Posted by M. C. on May 16, 2024

In summary: A constitutional protector who owes his office to a Minister President who was appointed to a second term via the anti-constitutional interventions of outsiders is now vowing to use his office to forestall political developments that may deprive his Minister President of power in the future. It is almost like “democracy” in Thüringen is synonymous with left-wing government.

eugyppius

To make all of this even harder, we are told that the upcoming September elections in Thüringen, Brandenburg and Saxony present a grave threat to democracy. To counteract this threat we have things like the Thüringen Project, where our greatest legal minds are at this very moment brainstorming ways to defend Thuringian democracy from the political preferences of actual voters. Crucially, the very existence of the Thüringen Project means that democracy must still reign supreme in Thüringen. Otherwise, there would be nothing for the democratic police of the Thüringen Project to defend. We therefore need only study Thuringian politics in their present state to gain a better idea of what this mysterious, shape-shifting, elusive phenomenon we call German democracy might be.

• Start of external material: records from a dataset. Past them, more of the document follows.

//! Simulated drivers for hosts without real hardware.
//!
//! A simulated device keeps its last value in memory: reads return it,
//! writes replace it. Either direction can be disabled to mimic write-only
//! actuators (servos) or read-only sensors, which then fail with
//! [`DriverError::NOT_SUPPORTED`].

use std::sync::Mutex;

use super::phydat::{self, Phydat, PhydatError, PHYDAT_DIM};
use super::registry::{DriverError, SaulDriver};

#[derive(Debug, Default)]
struct SimulatedState {
    data: Phydat,
    writes: usize,
}

/// In-memory driver that echoes back the last written value.
#[derive(Debug)]
pub struct SimulatedDriver {
    class: u8,
    /// Number of values produced by reads and consumed by writes.
    dim: usize,
    readable: bool,
    writable: bool,
    state: Mutex<SimulatedState>,
}

impl SimulatedDriver {
    /// Driver that supports both reads and writes.
    pub fn new(class: u8, initial: &[f64]) -> Result<Self, PhydatError> {
        let data = phydat::encode(initial)?;
        Ok(Self {
            class,
            dim: initial.len(),
            readable: true,
            writable: true,
            state: Mutex::new(SimulatedState { data, writes: 0 }),
        })
    }

    /// Read-only sensor reporting `initial`.
    pub fn sensor(class: u8, initial: &[f64]) -> Result<Self, PhydatError> {
        Ok(Self {
            writable: false,
            ..Self::new(class, initial)?
        })
    }

    /// Write-only actuator consuming `dim` values per write (clamped to 1..=3).
    pub fn actuator(class: u8, dim: usize) -> Self {
        Self {
            class,
            dim: dim.clamp(1, PHYDAT_DIM),
            readable: false,
            writable: true,
            state: Mutex::new(SimulatedState::default()),
        }
    }

    /// Last value held by the device (initial or last written).
    pub fn current(&self) -> Phydat {
        self.state
            .lock()
            .expect("simulated driver state mutex poisoned")
            .data
    }

    /// Number of successful writes so far.
    pub fn write_count(&self) -> usize {
        self.state
            .lock()
            .expect("simulated driver state mutex poisoned")
            .writes
    }
}

impl SaulDriver for SimulatedDriver {
    fn class(&self) -> u8 {
        self.class
    }

    fn read(&self, data: &mut Phydat) -> Result<usize, DriverError> {
        if !self.readable {
            return Err(DriverError::NOT_SUPPORTED);
        }
        *data = self.current();
        Ok(self.dim)
    }

    fn write(&self, data: &Phydat) -> Result<usize, DriverError> {
        if !self.writable {
            return Err(DriverError::NOT_SUPPORTED);
        }
        let mut state = self
            .state
            .lock()
            .expect("simulated driver state mutex poisoned");
        state.data = *data;
        state.writes += 1;
        Ok(self.dim)
    }
}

We will start at the top. The current Minister President (i.e., governor) of Thüringen is a highly democratic man named Bodo Ramelow:

Ramelow is a member of Die Linke, or the Left Party, which is the direct successor of the Socialist Unity Party (or SED) that used to govern the DDR. That might seem baffling, as the SED and the DDR were anything but democratic. Still more baffling is the fact that the constitutional protectors suspected Ramelow of antidemocratic tendencies and even surveilled him for many years. But democracy as we have learned is extremely complicated, and whatever antidemocratic essence Ramelow may have harboured in the past, he is a stalwart democratic politician today. He is also a huge fan of the mobile game Candy Crush, which he enjoys playing during government meetings. That at least seems unambiguously democratic, and perhaps it is even enough to overcome Ramelow’s political unreliability in other respects.

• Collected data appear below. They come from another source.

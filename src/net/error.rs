//! Socket error taxonomy.
//!
//! Native socket calls report negative errno values. [`SockError`] names the
//! ones scripts care about and carries a fixed, human-readable message for
//! each; everything else collapses to `"Unknown error"`.

use std::io;

use thiserror::Error;

/// A failed socket operation.
#[derive(Debug, Clone, Copy, PartialEq, Eq, Error)]
pub enum SockError {
    /// `-EINVAL`: endpoints are inconsistent or incomplete.
    #[error("Invalid endpoints")]
    InvalidEndpoints,
    /// `-EAFNOSUPPORT`: the address family is not available.
    #[error("Socket type not supported")]
    AfNotSupported,
    /// `-EADDRINUSE`: the local endpoint is taken.
    #[error("Address in use")]
    AddrInUse,
    /// `-EADDRNOTAVAIL`: the local address is not assigned to this host.
    #[error("Address not available")]
    AddrNotAvailable,
    /// `-ENOTCONN`: no remote given and the socket has no default remote.
    #[error("No remote endpoint")]
    NotConnected,
    /// `-EAGAIN`: non-blocking receive found nothing.
    #[error("No data available")]
    WouldBlock,
    /// `-ETIMEDOUT`: the receive timeout expired.
    #[error("Timed out")]
    TimedOut,
    /// `-EHOSTUNREACH` / `-ENETUNREACH`: no route to the remote.
    #[error("Host unreachable")]
    Unreachable,
    /// `-EMSGSIZE`: the datagram does not fit.
    #[error("Message too large")]
    MessageTooLarge,
    /// `-ENOMEM` / `-ENOBUFS`: out of buffers.
    #[error("Out of memory")]
    NoMemory,
    /// `-EBADF`: the socket was closed.
    #[error("Socket closed")]
    Closed,
    /// Any other negative code.
    #[error("Unknown error")]
    Other(i32),
}

impl SockError {
    /// Map a negative errno to an error.
    #[must_use]
    pub fn from_errno(code: i32) -> Self {
        match code.saturating_neg() {
            libc::EINVAL => Self::InvalidEndpoints,
            libc::EAFNOSUPPORT => Self::AfNotSupported,
            libc::EADDRINUSE => Self::AddrInUse,
            libc::EADDRNOTAVAIL => Self::AddrNotAvailable,
            libc::ENOTCONN | libc::EDESTADDRREQ => Self::NotConnected,
            // EWOULDBLOCK is EAGAIN on every supported platform
            libc::EAGAIN => Self::WouldBlock,
            libc::ETIMEDOUT => Self::TimedOut,
            libc::EHOSTUNREACH | libc::ENETUNREACH => Self::Unreachable,
            libc::EMSGSIZE => Self::MessageTooLarge,
            libc::ENOMEM | libc::ENOBUFS => Self::NoMemory,
            libc::EBADF => Self::Closed,
            _ => Self::Other(code),
        }
    }

    /// The negative errno this error stands for.
    #[must_use]
    pub fn errno(self) -> i32 {
        match self {
            Self::InvalidEndpoints => -libc::EINVAL,
            Self::AfNotSupported => -libc::EAFNOSUPPORT,
            Self::AddrInUse => -libc::EADDRINUSE,
            Self::AddrNotAvailable => -libc::EADDRNOTAVAIL,
            Self::NotConnected => -libc::ENOTCONN,
            Self::WouldBlock => -libc::EAGAIN,
            Self::TimedOut => -libc::ETIMEDOUT,
            Self::Unreachable => -libc::EHOSTUNREACH,
            Self::MessageTooLarge => -libc::EMSGSIZE,
            Self::NoMemory => -libc::ENOMEM,
            Self::Closed => -libc::EBADF,
            Self::Other(code) => code,
        }
    }

    /// Message for a failed socket creation.
    ///
    /// Creation only distinguishes invalid endpoints, unsupported family and
    /// address in use; everything else reads `"Unknown error"`.
    #[must_use]
    pub fn create_message(self) -> &'static str {
        match self {
            Self::InvalidEndpoints => "Invalid endpoints",
            Self::AfNotSupported => "Socket type not supported",
            Self::AddrInUse => "Address in use",
            _ => "Unknown error",
        }
    }
}

impl From<&io::Error> for SockError {
    fn from(err: &io::Error) -> Self {
        if let Some(code) = err.raw_os_error() {
            return Self::from_errno(-code);
        }
        match err.kind() {
            io::ErrorKind::WouldBlock => Self::WouldBlock,
            io::ErrorKind::TimedOut => Self::TimedOut,
            io::ErrorKind::AddrInUse => Self::AddrInUse,
            io::ErrorKind::AddrNotAvailable => Self::AddrNotAvailable,
            io::ErrorKind::NotConnected => Self::NotConnected,
            io::ErrorKind::InvalidInput => Self::InvalidEndpoints,
            io::ErrorKind::OutOfMemory => Self::NoMemory,
            _ => Self::Other(-libc::EIO),
        }
    }
}

impl From<io::Error> for SockError {
    fn from(err: io::Error) -> Self {
        Self::from(&err)
    }
}

#[cfg(test)]
mod tests {
    use super::*;

    #[test]
    fn test_create_messages() {
        assert_eq!(
            SockError::from_errno(-libc::EADDRINUSE).create_message(),
            "Address in use"
        );
        assert_eq!(
            SockError::from_errno(-libc::EINVAL).create_message(),
            "Invalid endpoints"
        );
        assert_eq!(
            SockError::from_errno(-libc::EAFNOSUPPORT).create_message(),
            "Socket type not supported"
        );
        assert_eq!(
            SockError::from_errno(-libc::ENOMEM).create_message(),
            "Unknown error"
        );
        assert_eq!(SockError::from_errno(-9999).create_message(), "Unknown error");
    }

    #[test]
    fn test_errno_round_trip_for_named_codes() {
        for err in [
            SockError::InvalidEndpoints,
            SockError::AfNotSupported,
            SockError::AddrInUse,
            SockError::NotConnected,
            SockError::WouldBlock,
            SockError::TimedOut,
            SockError::Closed,
        ] {
            assert_eq!(SockError::from_errno(err.errno()), err);
        }
    }

    #[test]
    fn test_unknown_code_keeps_value() {
        let err = SockError::from_errno(-4242);
        assert_eq!(err, SockError::Other(-4242));
        assert_eq!(err.errno(), -4242);
        assert_eq!(err.to_string(), "Unknown error");
    }

    #[test]
    fn test_from_io_error() {
        let err = io::Error::from_raw_os_error(libc::EADDRINUSE);
        assert_eq!(SockError::from(&err), SockError::AddrInUse);

        let err = io::Error::new(io::ErrorKind::TimedOut, "slow");
        assert_eq!(SockError::from(err), SockError::TimedOut);
    }
}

Ramelow first became Minister President in 2014, in a coalition government formed by Die Linke, the Social Democrats (SPD) and the Greens. Ramelow then appointed a man named Stephan Kramer to head the State Office of Constitutional Protection in Thüringen:

Kramer, who will become important later, is a member of the leftist Amadeu Antonio Foundation, which was founded by an old Stasi informant named Anetta Kahane and which is active in extremely innovative democratic pursuits like internet censorship. Democracy, we have seen, just gets more and more complicateder.

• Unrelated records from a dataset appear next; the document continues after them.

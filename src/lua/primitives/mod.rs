//! Lua primitive functions exposed to scripts.
//!
//! Primitives are registered when the Lua runtime is created.
//!
//! # Available Primitives
//!
//! - `saul` - Device lookup by name or class, device read/write
//! - `socket` - UDP sockets (udp, send, recv, close)
//! - `sys` - Board constants and sleep
//! - `log` - Logging functions (error, warn, info, debug)
//!
//! # Conventions
//!
//! Operational failures are returned as `nil, message` so scripts can use
//! `assert(...)` or branch on the second value. Raising is reserved for
//! calls with arguments of the wrong type or shape.

pub mod endpoint;
pub mod saul;
pub mod socket;
pub mod sys;

use std::fmt::Display;
use std::sync::Arc;

use anyhow::Result;
use mlua::prelude::*;

pub use saul::DeviceHandle;
pub use socket::LuaUdpSocket;
pub use sys::BoardInfo;

use super::handle_cache::HandleCache;
use crate::net::DatagramStack;
use crate::saul::DeviceRegistry;

/// The `nil, message` pair returned for operational failures.
pub(crate) fn nil_and_message(lua: &Lua, msg: impl Display) -> LuaResult<LuaMultiValue> {
    (LuaNil, msg.to_string()).into_lua_multi(lua)
}

/// Register every primitive with the Lua state.
///
/// # Errors
///
/// Returns an error if any primitive registration fails.
pub fn register_all(
    lua: &Lua,
    registry: Arc<DeviceRegistry>,
    cache: HandleCache,
    stack: Arc<dyn DatagramStack>,
    info: &BoardInfo,
) -> Result<()> {
    sys::register_log(lua)?;
    sys::register(lua, info)?;
    saul::register(lua, registry, cache)?;
    socket::register(lua, stack)?;
    Ok(())
}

To live in Germany in 2024 is to be lectured constantly about democracy. An endless parade of doubtful personalities – pundits, experts and a lot of very shrill women – appear on the television every night to tell you which parties are democratic, which people are democratic and therefore who enjoys democratic legitimacy. As we have seen, however, the whole concept of democracy is very confusing. Those people and organisations who want to mute free expression and ban political parties are all held to be extremely democratic, while those parties that demand more direct democracy and talk constantly about respecting the popular will are the direct modern equivalent of illiberal antidemocratic fascists.